Central Elections Committee bans Labor free Shabbat buses

The party will, however, be able to continue to drive a bus through most of Israel with activists and banners calling for public transportation on Shabbat.

Labor leader Avi Gabbay speaks at the Labor convention in Tel Aviv (photo credit: AVSHALOM SASSONI/ MAARIV)
Labor leader Avi Gabbay speaks at the Labor convention in Tel Aviv
(photo credit: AVSHALOM SASSONI/ MAARIV)
Labor will not be able to operate a free bus service on Saturdays, Central Elections Committee chairman Justice Hanan Melcer ruled Sunday, reinforcing his interim decision.
The party will, however, be able to continue to drive a bus through most of Israel with activists and banners calling for public transportation on Shabbat, but Melcer banned them from doing so in Jerusalem.
Shas, which petitioned against the free Shabbat buses, accepted Melcer’s compromise.
In addition, Melcer ordered Labor to pay Shas’ legal expenses.
Labor presented the ruling as a victory, saying they are “committed to promoting public transportation on Shabbat.

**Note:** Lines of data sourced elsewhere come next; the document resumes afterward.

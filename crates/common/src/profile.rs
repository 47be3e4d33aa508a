//! Test-profile catalog: YAML model and loader.
//!
//! A catalog file (`configs.yml`) maps profile names to an [`AppConfig`].
//! Selection is case-insensitive on the requested name; an unknown name
//! fails with the list of available profiles so operators can self-serve.

use std::collections::BTreeMap;
use std::fs;
use std::path::Path;

use serde::Deserialize;

use crate::error::{Error, Result};

/// File name of the profile catalog inside the catalog directory.
pub const CATALOG_FILE: &str = "configs.yml";

/// General knobs shared by every chain in a profile.
#[derive(Debug, Clone, Deserialize)]
#[serde(rename_all = "camelCase", default)]
pub struct GeneralConfig {
    /// Maximum number of key generations in flight.
    pub concurrency: usize,
    /// Keystore passphrase shared by all encrypted keys.
    pub password: String,
    /// Account channel capacity hint (0 is treated as 1).
    pub buffer: usize,
    /// Suffix appended to derived net addresses, e.g. `.p2p`.
    pub net_address_suffix: String,
    /// Re-indent genesis files with two-space indentation after streaming.
    pub json_beautify: bool,
}

impl Default for GeneralConfig {
    fn default() -> Self {
        GeneralConfig {
            concurrency: 8,
            password: String::new(),
            buffer: 64,
            net_address_suffix: String::new(),
            json_beautify: false,
        }
    }
}

/// Declared total of physical nodes; cross-checked against the planner tally.
#[derive(Debug, Clone, Default, Deserialize)]
pub struct NodesConfig {
    pub count: usize,
}

#[derive(Debug, Clone, Default, Deserialize)]
#[serde(rename_all = "camelCase", default)]
pub struct ValidatorsConfig {
    pub count: usize,
    pub staked_amount: u64,
    pub amount: u64,
}

#[derive(Debug, Clone, Default, Deserialize)]
#[serde(rename_all = "camelCase", default)]
pub struct FullNodesConfig {
    pub count: usize,
    pub amount: u64,
}

#[derive(Debug, Clone, Default, Deserialize)]
#[serde(rename_all = "camelCase", default)]
pub struct AccountsConfig {
    pub count: usize,
    pub amount: u64,
}

#[derive(Debug, Clone, Default, Deserialize)]
#[serde(rename_all = "camelCase", default)]
pub struct DelegatorsConfig {
    pub count: usize,
    pub staked_amount: u64,
    pub amount: u64,
}

/// Cross-chain committee participation for one target chain.
///
/// Two semantically distinct kinds live here:
/// - repeated-identity counts reuse existing validators/delegators of this
///   chain; the same identity appears in both chains' genesis via an
///   expanded entry.
/// - `validator_count`/`delegator_count` create new entities staked only
///   for the target committee; genesis placement stays with the
///   originating chain while accounts and keystore move to the target.
#[derive(Debug, Clone, Default, Deserialize)]
#[serde(rename_all = "camelCase", default)]
pub struct CommitteeAssignment {
    pub id: u64,
    pub repeated_identity_validator_count: usize,
    pub repeated_identity_delegator_count: usize,
    pub validator_count: usize,
    pub delegator_count: usize,
}

/// Per-chain populations, committee assignments, and runtime tuning.
#[derive(Debug, Clone, Default, Deserialize)]
#[serde(rename_all = "camelCase", default)]
pub struct ChainConfig {
    pub id: u64,
    pub root_chain: u64,
    pub validators: ValidatorsConfig,
    pub full_nodes: FullNodesConfig,
    pub accounts: AccountsConfig,
    pub delegators: DelegatorsConfig,
    pub committees: Vec<CommitteeAssignment>,
    pub gossip_threshold: u64,
    /// Offset in seconds added to the current epoch at emit time; 0 disables.
    pub sleep_until: u64,
    pub max_committee_size: u64,
    pub minimum_peers_to_start: u32,
    pub max_inbound: u32,
    pub max_outbound: u32,
    pub in_memory: bool,
    pub lazy_mempool_check_frequency_s: u32,
    pub drop_percentage: u32,
    pub max_transaction_count: u32,
}

impl ChainConfig {
    /// True when the chain anchors the identity graph (its own root).
    pub fn is_root(&self) -> bool {
        self.id == self.root_chain
    }

    /// Committee-only validators this chain contributes across all targets.
    pub fn committee_only_validators(&self) -> usize {
        self.committees.iter().map(|ca| ca.validator_count).sum()
    }

    /// Committee-only delegators this chain contributes across all targets.
    pub fn committee_only_delegators(&self) -> usize {
        self.committees.iter().map(|ca| ca.delegator_count).sum()
    }

    /// Repeated-identity validator expansions declared by this chain.
    pub fn repeated_identity_validators(&self) -> usize {
        self.committees
            .iter()
            .map(|ca| ca.repeated_identity_validator_count)
            .sum()
    }
}

/// One named profile: general knobs, the expected node tally, and chains.
///
/// Chain names key the map; a `BTreeMap` keeps them in the lexicographic
/// order the ID allocator depends on.
#[derive(Debug, Clone, Default, Deserialize)]
#[serde(default)]
pub struct AppConfig {
    pub general: GeneralConfig,
    pub nodes: NodesConfig,
    pub chains: BTreeMap<String, ChainConfig>,
}

impl AppConfig {
    /// Chain ids sorted ascending, for diagnostics.
    pub fn chain_ids(&self) -> Vec<u64> {
        let mut ids: Vec<u64> = self.chains.values().map(|c| c.id).collect();
        ids.sort_unstable();
        ids
    }

    /// Look up a chain config by id.
    pub fn chain_by_id(&self, id: u64) -> Option<&ChainConfig> {
        self.chains.values().find(|c| c.id == id)
    }
}

/// Parse the full catalog from `<dir>/configs.yml`.
pub fn load_catalog(dir: impl AsRef<Path>) -> Result<BTreeMap<String, AppConfig>> {
    let path = dir.as_ref().join(CATALOG_FILE);
    let raw = fs::read_to_string(&path).map_err(|e| {
        Error::Profile(format!("failed to read config file '{}': {e}", path.display()))
    })?;
    let catalog: BTreeMap<String, AppConfig> = serde_yaml::from_str(&raw)
        .map_err(|e| Error::Profile(format!("failed to parse config file: {e}")))?;
    Ok(catalog)
}

/// Select one profile by name (case-insensitive).
pub fn select_profile(
    catalog: &BTreeMap<String, AppConfig>,
    name: &str,
) -> Result<AppConfig> {
    match catalog.get(&name.to_lowercase()) {
        Some(cfg) => Ok(cfg.clone()),
        None => {
            let available: Vec<&str> = catalog.keys().map(String::as_str).collect();
            Err(Error::Profile(format!(
                "unknown config '{name}'. Available configs: {}",
                available.join(", ")
            )))
        }
    }
}

/// Profile names present in the catalog directory, best effort (used for
/// CLI help output; load failures surface as an empty list).
pub fn list_profiles(dir: impl AsRef<Path>) -> Vec<String> {
    load_catalog(dir)
        .map(|catalog| catalog.keys().cloned().collect())
        .unwrap_or_default()
}
pub fn build_request(
    method: Method,
    url: impl Into<String>,
    enctype: &str,
    data: &FormData,
    encoders: &EncoderRegistry,
) -> FormResult<Request> {
    let mut request = Request {
        method,
        url: url.into(),
        headers: BTreeMap::from([(CONTENT_TYPE.to_string(), enctype.to_string())]),
        body: None,
        params: Vec::new(),
    };

    if request.method.is_get_like() {
        request.params = data.query_pairs();
        return Ok(request);
    }

    let essence = mime_essence(enctype);
    request.body = Some(match essence.as_str() {
        JSON => serde_json::to_vec(data).map_err(|error| FormError::Encoding(error.to_string()))?,
        URL_ENCODED => data.to_query_string().into_bytes(),
        _ => match encoders.get(&essence) {
            Some(encoder) => encoder.encode(data)?,
            None => {
                return Err(FormError::UnsupportedEncoding {
                    enctype: enctype.to_string(),
                    method: request.method.to_string(),
                });
            }
        },
    });
    Ok(request)
}

#[derive(Clone, Copy, Debug, Eq, PartialEq)]
pub enum SubmitState {
    Idle,
    Validating,
    Aborted,
    Requesting,
    Succeeded,
    Failed,
}

#[derive(Clone, Debug, Eq, PartialEq)]
pub enum SubmitOutcome {
    /// Whole-form validation failed; nothing was sent.
    Aborted(ErrorMap),
    /// Validation passed and automatic submission is off; the host submits natively.
    Native,
    Succeeded(Response),
    /// Transport or status failure; the message was appended to the custom errors.
    Failed(String),
    /// The session was reset while the request was in flight; its outcome was dropped.
    Discarded,
}

/// What one run submits: the target attributes and the snapshot it validates and sends.
#[derive(Clone, Debug)]
pub struct SubmitTarget {
    pub method: Method,
    pub url: String,
    pub enctype: String,
    pub data: FormData,
}

/// The submit state together with the run that currently owns it.
#[derive(Debug)]
struct RunSlot {
    state: SubmitState,
    run: u64,
}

This is not a provocation against any population, but a social need.”
Last month, Shas petitioned the Central Elections Committee calling the buses illegal, citing election campaign laws prohibiting “election propaganda connected to giving gifts” and a law defining an election bribe as “money, something of monetary value, a service or other benefit.”
The haredi party also quoted Zionist philosopher Ehad Ha’am, who said “More than Israel kept Shabbat, Shabbat kept Israel,” and Tel Aviv’s first mayor Meir Dizengoff, who said, “It is not a question of religion alone, but a public and national one; Shabbat cannot be violated publicly.”